Advocate for peace, equality, justice, and respect for all.

Daniel Markowitz is a descendant of German and Slovenian immigrants who came to America in the late 1800s and early 1900s.

 

Born in 1954 and raised in Olpe, Kansas, at the edge of the Flint Hills, he grew up listening to his grandparents’ and other beloved elders’ stories of their home countries, traditions, and the hardships and joys experienced on their way to stability and prosperity.

His love for history and storytelling grew out of their often humorous and sometimes hyperbolic oral chronicles.

He earned degrees from Emporia State University (social sciences) and the University of Kansas (law) and spent decades in quixotic pursuit of success in a career for which he was ill-suited, before embarking on a trial-and-error journey for authenticity and purpose.

 

The Spoils of Victory, Markowitz’ first novel and book one in the Prisoners of War series, focuses on a largely forgotten aspect of the history of World War II – the confinement and employment of hundreds of thousands of German POWs throughout the United States from 1943 to 1946. Publication of the second book in the series is anticipated in early 2026.

 

Markowitz is a passionate advocate for peace, equality, justice, and respect for all, especially the marginalized and the forgotten. He has five children and five grandchildren and lives near the beaches of Baja California, where the big skies, low horizons, and undulating waves of the Pacific Ocean remind him of the rippling tallgrass prairies of home.

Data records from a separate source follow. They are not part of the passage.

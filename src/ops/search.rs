use crate::model::document::PipelineDocument;
use crate::model::task::TaskModel;

/// Case-insensitive substring match against a task's searchable fields:
/// name, recognition, action, and every `next` reference.
pub fn matches_query(task: &TaskModel, query: &str) -> bool {
    matches_lowered(task, &query.to_lowercase())
}

/// Derive the filtered view of a document: indices and entries matching
/// `query`, in document order.
///
/// A pure projection over the backing sequence: the document is never
/// reordered or mutated, and a blank query matches every entry.
pub fn filter<'a>(document: &'a PipelineDocument, query: &str) -> Vec<(usize, &'a TaskModel)> {
    let query = query.to_lowercase();
    document
        .iter()
        .enumerate()
        .filter(|(_, task)| matches_lowered(task, &query))
        .collect()
}

fn matches_lowered(task: &TaskModel, query: &str) -> bool {
    if query.trim().is_empty() {
        return true;
    }
    if task.name.to_lowercase().contains(query) {
        return true;
    }
    if let Some(recognition) = &task.recognition
        && recognition.to_lowercase().contains(query)
    {
        return true;
    }
    if let Some(action) = &task.action
        && action.to_lowercase().contains(query)
    {
        return true;
    }
    if let Some(next) = &task.next
        && next.iter().any(|n| n.to_lowercase().contains(query))
    {
        return true;
    }
    false
}

// ---------------------------------------------------------------------------
// Tests
// ---------------------------------------------------------------------------
impl FirestoreDb {
    /// Create a new Firestore client.
    ///
    /// For local development with emulator, set FIRESTORE_EMULATOR_HOST.
    pub async fn new(project_id: &str) -> Result<Self, AppError> {
        // If the emulator environment variable is set, use unauthenticated connection
        // to avoid local credential warnings and leakage.
        if std::env::var("FIRESTORE_EMULATOR_HOST").is_ok() {
            return Self::create_emulator_client(project_id).await;
        }

        let client = firestore::FirestoreDb::new(project_id)
            .await
            .map_err(|e| AppError::Database(format!("Failed to connect to Firestore: {}", e)))?;

        tracing::info!(project = project_id, "Connected to Firestore");

        Ok(Self {
            client: Some(client),
        })
    }

    /// Create a Firestore client for the emulator with unauthenticated access.
    async fn create_emulator_client(project_id: &str) -> Result<Self, AppError> {
        tracing::info!("Using unauthenticated connection for Firestore Emulator");

        let token_source = gcloud_sdk::ExternalJwtFunctionSource::new(|| async {
            Ok(gcloud_sdk::Token {
                token_type: "Bearer".to_string(),
                token: gcloud_sdk::SecretValue::new(
                    "eyJhbGciOiJub25lIn0.eyJ1aWQiOiJ0ZXN0In0."
                        .to_string()
                        .into(),
                ),
                expiry: chrono::Utc::now() + chrono::Duration::hours(1),
            })
        });

        let options = firestore::FirestoreDbOptions::new(project_id.to_string());

        let client = firestore::FirestoreDb::with_options_token_source(
            options,
            gcloud_sdk::GCP_DEFAULT_SCOPES.clone(),
            gcloud_sdk::TokenSourceType::ExternalSource(Box::new(token_source)),
        )
        .await
        .map_err(|e| {
            AppError::Database(format!("Failed to connect to Firestore Emulator: {}", e))
        })?;

        tracing::info!(
            project = project_id,
            "Connected to Firestore (Emulator/Unauthenticated)"
        );

        Ok(Self {
            client: Some(client),
        })
    }

    /// Create a mock Firestore client for testing (offline mode).
    ///
    /// All database operations will return an error if called.
    pub fn new_mock() -> Self {
        Self { client: None }
    }

    /// Helper to get the client or return an error if offline.
    fn get_client(&self) -> Result<&firestore::FirestoreDb, AppError> {
        self.client
            .as_ref()
            .ok_or_else(|| AppError::Database("Database not connected (offline mode)".to_string()))
    }

    // ─── User Operations ─────────────────────────────────────────

    /// Insert a new user. Fails with `Conflict` if the email or username is taken.
    ///
    /// Uniqueness is enforced by claim documents in `usernames` and `emails`,
    /// created with the user in one transaction. The claims are read inside the
    /// transaction and written with an `exists: false` precondition, so of two
    /// racing signups for the same name exactly one commits.
    pub async fn create_user(&self, user: &User) -> Result<(), AppError> {
        let outcome = self
            .get_client()?
            .run_transaction::<Signup, _, FirestoreError>(|db, transaction| {
                let user = user.clone();
                async move {
                    let email_claim = claim_id(&user.email);
                    let username_claim = claim_id(&user.username);

                    let taken: Option<IdentityClaim> = db
                        .fluent()
                        .select()
                        .by_id_in(collections::EMAILS)
                        .obj()
                        .one(&email_claim)
                        .await?;
                    if taken.is_some() {
                        return Ok(Signup::Taken("Email already registered"));
                    }

                    let taken: Option<IdentityClaim> = db
                        .fluent()
                        .select()
                        .by_id_in(collections::USERNAMES)
                        .obj()
                        .one(&username_claim)
                        .await?;
                    if taken.is_some() {
                        return Ok(Signup::Taken("Username already taken"));
                    }

                    let claim = IdentityClaim {
                        user_id: user.id.clone(),
                    };
                    for (collection, doc_id) in [
                        (collections::EMAILS, &email_claim),
                        (collections::USERNAMES, &username_claim),
                    ] {
                        db.fluent()
                            .update()
                            .in_col(collection)
                            .precondition(FirestoreWritePrecondition::Exists(false))
                            .document_id(doc_id)
                            .object(&claim)
                            .add_to_transaction(transaction)?;
                    }

                    db.fluent()
                        .update()
                        .in_col(collections::USERS)
                        .precondition(FirestoreWritePrecondition::Exists(false))
                        .document_id(&user.id)
                        .object(&user)
                        .add_to_transaction(transaction)?;

                    Ok(Signup::Created)
                }
                .boxed()
            })
            .await
            .map_err(|e| match e {
                // A claim written by a concurrent commit fails the precondition.
                FirestoreError::DataConflictError(_) => {
                    AppError::Conflict("Username or email already taken".to_string())
                }
                FirestoreError::DatabaseError(ref db_err)
                    if db_err.public.code == "FailedPrecondition" =>
                {
                    AppError::Conflict("Username or email already taken".to_string())
                }
                other => AppError::Database(format!("Signup transaction failed: {}", other)),
            })?;

        match outcome {
            Signup::Created => {
                tracing::debug!(user_id = %user.id, "Stored new user");
                Ok(())
            }
            Signup::Taken(reason) => Err(AppError::Conflict(reason.to_string())),
        }
    }

    /// Get a user by ID.
    pub async fn get_user(&self, user_id: &str) -> Result<Option<User>, AppError> {
        self.get_client()?
            .fluent()
            .select()
            .by_id_in(collections::USERS)
            .obj()
            .one(user_id)
            .await
            .map_err(|e| AppError::Database(e.to_string()))
    }

    pub async fn find_user_by_email(&self, email: &str) -> Result<Option<User>, AppError> {
        self.find_user_by_field("email", email).await
    }

    pub async fn find_user_by_username(&self, username: &str) -> Result<Option<User>, AppError> {
        self.find_user_by_field("username", username).await
    }

    async fn find_user_by_field(&self, field: &str, value: &str) -> Result<Option<User>, AppError> {
        let users: Vec<User> = self
            .get_client()?
            .fluent()
            .select()
            .from(collections::USERS)
            .filter(|q| q.for_all([q.field(field).eq(value)]))
            .limit(1)
            .obj()
            .query()
            .await
            .map_err(|e| AppError::Database(e.to_string()))?;

        Ok(users.into_iter().next())
    }

    // ─── Session Operations ──────────────────────────────────────

    /// Store a session, replacing any session with the same digest.
    pub async fn put_session(&self, session: &Session) -> Result<(), AppError> {
        let _: () = self
            .get_client()?
            .fluent()
            .update()
            .in_col(collections::SESSIONS)
            .document_id(&session.token_digest)
            .object(session)
            .execute()
            .await
            .map_err(|e| AppError::Database(e.to_string()))?;
        Ok(())
    }

    pub async fn get_session(&self, token_digest: &str) -> Result<Option<Session>, AppError> {
        self.get_client()?
            .fluent()
            .select()
            .by_id_in(collections::SESSIONS)
            .obj()
            .one(token_digest)
            .await
            .map_err(|e| AppError::Database(e.to_string()))
    }

    /// Delete a session. Deleting a missing document is not an error.
    pub async fn delete_session(&self, token_digest: &str) -> Result<(), AppError> {
        self.get_client()?
            .fluent()
            .delete()
            .from(collections::SESSIONS)
            .document_id(token_digest)
            .execute()
            .await
            .map_err(|e| AppError::Database(e.to_string()))?;
        Ok(())
    }

    // ─── Leaderboard Operations ──────────────────────────────────

    /// Atomically append a ledger entry and raise the owner's high score.
    ///
    /// Runs as a retried read-write transaction: the owner is read inside it,
    /// so a concurrent commit touching the same user aborts and replays this
    /// one. The high score is raised with a server-side `maximum` transform,
    /// which can only move it up.
    ///
    /// Returns `false` without writing if the owning user does not exist.
    pub async fn submit_score(&self, entry: &LeaderboardEntry) -> Result<bool, AppError> {
        let recorded = self
            .get_client()?
            .run_transaction::<bool, _, FirestoreError>(|db, transaction| {
                let entry = entry.clone();
                async move {
                    let owner: Option<User> = db
                        .fluent()
                        .select()
                        .by_id_in(collections::USERS)
                        .obj()
                        .one(&entry.user_id)
                        .await?;

                    if owner.is_none() {
                        return Ok(false);
                    }

                    db.fluent()
                        .update()
                        .in_col(collections::LEADERBOARD_ENTRIES)
                        .document_id(&entry.id)
                        .object(&entry)
                        .add_to_transaction(transaction)?;

                    let score = entry.score;
                    db.fluent()
                        .update()
                        .in_col(collections::USERS)
                        .precondition(FirestoreWritePrecondition::Exists(true))
                        .document_id(&entry.user_id)
                        .transforms(|t| t.fields([t.field("high_score").maximum(score)]))
                        .only_transform()
                        .add_to_transaction(transaction)?;

                    Ok(true)
                }
                .boxed()
            })
            .await
            .map_err(|e| AppError::Database(format!("Score transaction failed: {}", e)))?;

        if !recorded {
            tracing::warn!(
                user_id = %entry.user_id,
                "User not found, aborting score submission"
            );
        }
        Ok(recorded)
    }

    /// Competition rank of `score` within `mode`.
    ///
    /// Counted server-side, so the cost does not grow with the ledger.
    pub async fn rank_in_mode(&self, mode: &str, score: i64) -> Result<u64, AppError> {
        let rows: Vec<CountRow> = self
            .get_client()?
            .fluent()
            .select()
            .from(collections::LEADERBOARD_ENTRIES)
            .filter(|q| {
                q.for_all([
                    q.field("mode").eq(mode),
                    q.field("score").greater_than(score),
                ])
            })
            .aggregate(|a| a.fields([a.field("count").count()]))
            .obj()
            .query()
            .await
            .map_err(|e| AppError::Database(e.to_string()))?;

        let above = rows.first().map_or(0, |row| row.count);
        Ok(1 + above)
    }

    /// Entries sorted by score then date (both descending), optionally for one mode.
    pub async fn list_entries(
        &self,
        mode: Option<&str>,
        limit: usize,
    ) -> Result<Vec<LeaderboardEntry>, AppError> {
        let limit = u32::try_from(limit).unwrap_or(u32::MAX);
        let mode = mode.map(str::to_string);

        self.get_client()?
            .fluent()
            .select()
            .from(collections::LEADERBOARD_ENTRIES)
            .filter(move |q| q.for_all([mode.clone().and_then(|m| q.field("mode").eq(m))]))
            .order_by([
                ("score", FirestoreQueryDirection::Descending),
                ("date", FirestoreQueryDirection::Descending),
            ])
            .limit(limit)
            .obj()
            .query()
            .await
            .map_err(|e| AppError::Database(e.to_string()))
    }

    // ─── Active Player Operations ────────────────────────────────

    /// Replace the snapshot for this player. Last write wins.
    pub async fn upsert_player(&self, player: &ActivePlayer) -> Result<(), AppError> {
        let doc = ActivePlayerDoc::from_player(player, now_rfc3339())
            .map_err(|e| AppError::Internal(e.into()))?;

        let _: () = self
            .get_client()?
            .fluent()
            .update()
            .in_col(collections::ACTIVE_PLAYERS)
            .document_id(&player.id)
            .object(&doc)
            .execute()
            .await
            .map_err(|e| AppError::Database(e.to_string()))?;
        Ok(())
    }

    pub async fn get_player(&self, player_id: &str) -> Result<Option<ActivePlayer>, AppError> {
        let doc: Option<ActivePlayerDoc> = self
            .get_client()?
            .fluent()
            .select()
            .by_id_in(collections::ACTIVE_PLAYERS)
            .obj()
            .one(player_id)
            .await
            .map_err(|e| AppError::Database(e.to_string()))?;

        doc.map(decode_player).transpose()
    }

    /// All snapshots, or only those still playing.
    pub async fn list_players(&self, playing_only: bool) -> Result<Vec<ActivePlayer>, AppError> {
        let docs: Vec<ActivePlayerDoc> = self
            .get_client()?
            .fluent()
            .select()
            .from(collections::ACTIVE_PLAYERS)
            .filter(move |q| {
                q.for_all([playing_only
                    .then(|| q.field("is_playing").eq(true))
                    .flatten()])
            })
            .order_by([("id", FirestoreQueryDirection::Ascending)])
            .obj()
            .query()
            .await
            .map_err(|e| AppError::Database(e.to_string()))?;

        docs.into_iter().map(decode_player).collect()
    }

    /// Returns `true` if a snapshot was removed.
    pub async fn remove_player(&self, player_id: &str) -> Result<bool, AppError> {
        if self.get_player(player_id).await?.is_none() {
            return Ok(false);
        }

        self.get_client()?
            .fluent()
            .delete()
            .from(collections::ACTIVE_PLAYERS)
            .document_id(player_id)
            .execute()
            .await
            .map_err(|e| AppError::Database(e.to_string()))?;
        Ok(true)
    }
}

Spoils of Victory by Daniel J Markowitz

The Spoils of Victory

Book 1 of the Prisoners of War Series

The Spoils of Victory is a story of everyday Germans and Americans caught up in the global cataclysm that was World War II, but this story takes place far from the battlefields.

 

Rolf Mueller is a young corporal from Olpe, Germany, who came of age in the Nazi era and, like so many, was swept up by Hitler's promise to make Germany great again. In the Wehrmacht, he fought his way across Europe and North Africa before being wounded and captured in Tunisia in 1943 with the remnants of Rommel's Afrika Korps. The Spoils of Victory chronicles his journey as a POW from the blood-soaked sands of the Sahara to the fields and meadows of Kansas.

On his journey, Rolf is influenced by guards, other POWs, and civilians. No one has a greater impact on him than the Unruhs, a tight-knit Mennonite family living on Doyle Creek east of Peabody, descendants of German peace pilgrims who left Russia for America decades earlier to stay true to their religious beliefs.

Due to the critical wartime labor shortage, the Unruhs are willing to hire Rolf and other POWs to work on their farm. But the irony and the risks - Hitler's warriors working for pacifists to save the harvest and feed America - are not lost on anyone.

 

On the farm, Loretta, the eldest Unruh daughter, is embarking on her own uncharted journey in a world rapidly changing due to war, modernization, and evolving social mores. She must decide whether and how to pursue her personal dreams while still honoring the family and religious traditions that define and sustain her.

Dan Markowitz brings a historian’s curiosity, an attorney’s attention to detail, and a philosopher’s appreciation for moral complexities in this story of German POW’s working among Kansas Mennonites in WWII.  It is a tale well worth reading – and pondering.  I’m looking forward to more.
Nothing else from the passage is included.